Exosomes are nanovesicles that play important roles in intercellular communication as they carry information to target cells. Isolation of high purity exosomes will aid in studying the exosomal cargo and quantity as well as how cell-specific messages are carried. Researchers from the University of Queensland describe a new method incorporating size exclusion chromatography (SEC) to enrich milk-derived exosomes from extracellular vesicles (EVs). This involved the initial isolation of EVs from bovine milk via milk processing and ultracentrifugation; followed by a new method to enrich exosomes using SEC. This method was compared to buoyant density gradient centrifugation, a widely used method of enrichment. Exosomes were characterised by particle concentration and size (nanoparticle tracking analysis, NTA), morphology (transmission electron microscopy, TEM), presence of exosomal markers (immunoblotting) and protein concentration (bicinchoninic acid assay, BCA). Proteomic profiles of exosomal fractions were analyzed by mass spectrometry using Information Dependant Acquisition. Milk exosomal fractions were shown to contain exosomal markers flotillin-1 (FLOT-1) and tumor susceptibility gene-101 (TSG-101). The new method produced a higher yield of exosomes compared to buoyant density gradient centrifugation. Pooled exosomal fractions exhibited intact morphology by TEM. The use of SEC confirmed the fractionation of exosomes based on size while minimizing the interference with proteins. Tetraspanins CD9 and CD81 were observed via mass spectrometry in exosomal fractions. This new and efficient method confirmed the signatures for exosomes derived from unpasteurized bovine milk. Purification of exosomes is a foundational technique in the study of biomarkers for pathological conditions and effective drug delivery systems.

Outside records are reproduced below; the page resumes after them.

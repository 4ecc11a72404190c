//! Resource access gate
//!
//! Decides whether an actor may read a resource, then hands the interaction
//! to the engagement service. Denied requests record nothing.

use std::sync::Arc;

use super::ClientInfo;
use super::engagement::{DownloadTicket, EngagementService};
use crate::data::types::{Actor, GrantRef, ResourceRow};
use crate::data::{DataError, Database};

/// Deployment switches for the gate
#[derive(Debug, Clone, Copy, PartialEq, Eq)]
pub struct AccessPolicy {
    /// Schools need a matching grant even for published resources
    pub require_grant_for_published: bool,
}

impl Default for AccessPolicy {
    fn default() -> Self {
        Self {
            require_grant_for_published: true,
        }
    }
}

#[derive(Clone)]
pub struct AccessGate {
    database: Arc<Database>,
    engagement: EngagementService,
    policy: AccessPolicy,
}

impl AccessGate {
    pub fn new(database: Arc<Database>, engagement: EngagementService, policy: AccessPolicy) -> Self {
        Self {
            database,
            engagement,
            policy,
        }
    }

    /// Whether `actor` may read `resource_id`. Fails with `NotFound` when
    /// the resource does not exist.
    pub async fn can_access(&self, actor: &Actor, resource_id: i64) -> Result<bool, DataError> {
        let resource = self.load(resource_id).await?;
        self.allows(actor, &resource).await
    }

    /// Check access and record a view. Returns the new `view_count`.
    pub async fn view(
        &self,
        actor: &Actor,
        resource_id: i64,
        client: &ClientInfo,
    ) -> Result<i64, DataError> {
        let resource = self.authorize(actor, resource_id).await?;
        self.engagement
            .record_view(resource.id, Some(actor), client)
            .await
    }

    /// Check access and record a download
    pub async fn download(
        &self,
        actor: &Actor,
        resource_id: i64,
        client: &ClientInfo,
    ) -> Result<DownloadTicket, DataError> {
        let resource = self.authorize(actor, resource_id).await?;
        self.engagement
            .record_download(&resource, Some(actor), client)
            .await
    }

    async fn authorize(&self, actor: &Actor, resource_id: i64) -> Result<ResourceRow, DataError> {
        let resource = self.load(resource_id).await?;
        if !self.allows(actor, &resource).await? {
            tracing::info!(actor_id = actor.id, resource_id, "Resource access denied");
            return Err(DataError::forbidden("You do not have access to this resource"));
        }
        Ok(resource)
    }

    async fn load(&self, resource_id: i64) -> Result<ResourceRow, DataError> {
        self.database
            .repository()
            .get_resource(resource_id)
            .await?
            .ok_or_else(|| DataError::not_found("resource", resource_id))
    }

    async fn allows(&self, actor: &Actor, resource: &ResourceRow) -> Result<bool, DataError> {
        if actor.is_admin() {
            return Ok(true);
        }
        // Grants only open published resources; drafts and archives stay admin-only
        if !resource.is_published() {
            return Ok(false);
        }
        if !self.policy.require_grant_for_published {
            return Ok(true);
        }
        self.database
            .repository()
            .has_grant(actor.id, GrantRef::new(resource.subject_id, resource.grade_id))
            .await
    }
}

#[cfg(test)]
mod tests {
    use super::*;
    use crate::data::sqlite::testing::{
        count_rows, insert_grade, insert_resource, insert_subject, insert_user, setup_test_pool,
    };
    use crate::data::types::{UserRole, UserStatus};
    use crate::domain::permissions::PermissionMatrix;
    use sqlx::SqlitePool;

    struct Fixture {
        pool: SqlitePool,
        database: Arc<Database>,
        admin: Actor,
        school: Actor,
        math: i64,
        grade5: i64,
        r1: i64,
        r2: i64,
        draft: i64,
    }

    fn actor(id: i64, role: UserRole) -> Actor {
        Actor {
            id,
            role,
            status: UserStatus::Active,
            name: format!("user-{}", id),
            organization: None,
        }
    }

    async fn fixture() -> Fixture {
        let pool = setup_test_pool().await;
        let admin = insert_user(&pool, "Ada Admin", "admin", None).await;
        let school = insert_user(&pool, "North High", "school", Some("North District")).await;
        let math = insert_subject(&pool, "Math").await;
        let science = insert_subject(&pool, "Science").await;
        let grade5 = insert_grade(&pool, "Grade 5", 5).await;
        let r1 = insert_resource(&pool, "Fractions", math, grade5, admin, "published", 1000).await;
        let r2 = insert_resource(&pool, "Plants", science, grade5, admin, "published", 1000).await;
        let draft = insert_resource(&pool, "Decimals", math, grade5, admin, "draft", 1000).await;

        Fixture {
            database: Arc::new(Database::from_pool(pool.clone())),
            pool,
            admin: actor(admin, UserRole::Admin),
            school: actor(school, UserRole::School),
            math,
            grade5,
            r1,
            r2,
            draft,
        }
    }

    fn gate(f: &Fixture, policy: AccessPolicy) -> AccessGate {
        let engagement = EngagementService::new(f.database.clone(), std::env::temp_dir());
        AccessGate::new(f.database.clone(), engagement, policy)
    }

    #[tokio::test]
    async fn test_grant_scenario() {
        let f = fixture().await;
        let gate = gate(&f, AccessPolicy::default());
        let matrix = PermissionMatrix::new(f.database.clone());
        let client = ClientInfo::default();

        matrix
            .set(&f.admin, f.school.id, &[GrantRef::new(f.math, f.grade5)], &client)
            .await
            .unwrap();
        assert!(gate.can_access(&f.school, f.r1).await.unwrap());
        assert!(!gate.can_access(&f.school, f.r2).await.unwrap());

        let held = matrix
            .remove(&f.admin, f.school.id, &[GrantRef::new(f.math, f.grade5)], &client)
            .await
            .unwrap();
        assert_eq!(held.total, 0);
        assert!(!gate.can_access(&f.school, f.r1).await.unwrap());
    }

    #[tokio::test]
    async fn test_admin_bypasses_matrix() {
        let f = fixture().await;
        let gate = gate(&f, AccessPolicy::default());
        assert!(gate.can_access(&f.admin, f.r2).await.unwrap());
        assert!(gate.can_access(&f.admin, f.draft).await.unwrap());
    }

    #[tokio::test]
    async fn test_draft_hidden_from_schools() {
        let f = fixture().await;
        let gate = gate(
            &f,
            AccessPolicy {
                require_grant_for_published: false,
            },
        );
        assert!(gate.can_access(&f.school, f.r2).await.unwrap());
        assert!(!gate.can_access(&f.school, f.draft).await.unwrap());
    }

    #[tokio::test]
    async fn test_unknown_resource() {
        let f = fixture().await;
        let gate = gate(&f, AccessPolicy::default());
        let err = gate.can_access(&f.school, 31337).await.unwrap_err();
        assert!(matches!(err, DataError::NotFound { entity: "resource", .. }));
    }

    #[tokio::test]
    async fn test_denied_view_records_nothing() {
        let f = fixture().await;
        let gate = gate(&f, AccessPolicy::default());

        let err = gate
            .view(&f.school, f.r2, &ClientInfo::default())
            .await
            .unwrap_err();
        assert!(matches!(err, DataError::Forbidden(_)));
        assert_eq!(count_rows(&f.pool, "resource_views").await, 0);
        assert_eq!(count_rows(&f.pool, "school_activity_logs").await, 0);

        let err = gate
            .download(&f.school, f.r2, &ClientInfo::default())
            .await
            .unwrap_err();
        assert!(matches!(err, DataError::Forbidden(_)));
        assert_eq!(count_rows(&f.pool, "resource_downloads").await, 0);
    }

    #[tokio::test]
    async fn test_granted_view_is_recorded() {
        let f = fixture().await;
        let gate = gate(&f, AccessPolicy::default());
        PermissionMatrix::new(f.database.clone())
            .add(
                &f.admin,
                f.school.id,
                &[GrantRef::new(f.math, f.grade5)],
                &ClientInfo::default(),
            )
            .await
            .unwrap();

        let count = gate
            .view(&f.school, f.r1, &ClientInfo::default())
            .await
            .unwrap();
        assert_eq!(count, 1);
        assert_eq!(count_rows(&f.pool, "school_activity_logs").await, 1);
    }
}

Flowchart for the comparison of two exosome enrichment methods
Buoyant density gradient centrifugation (Method A) and size exclusion chromatography (Method B). (A) 500 μL of EV suspension was loaded on top of the OptiPrep™ gradient and ultracentrifuged for 20 h to obtain 12 fractions as described in the flowchart. (B) 500 μL of EV suspension was introduced on top of a SEC column (qEV column) and processed via size exclusion chromatography to obtain 16 fractions as described in the flowchart.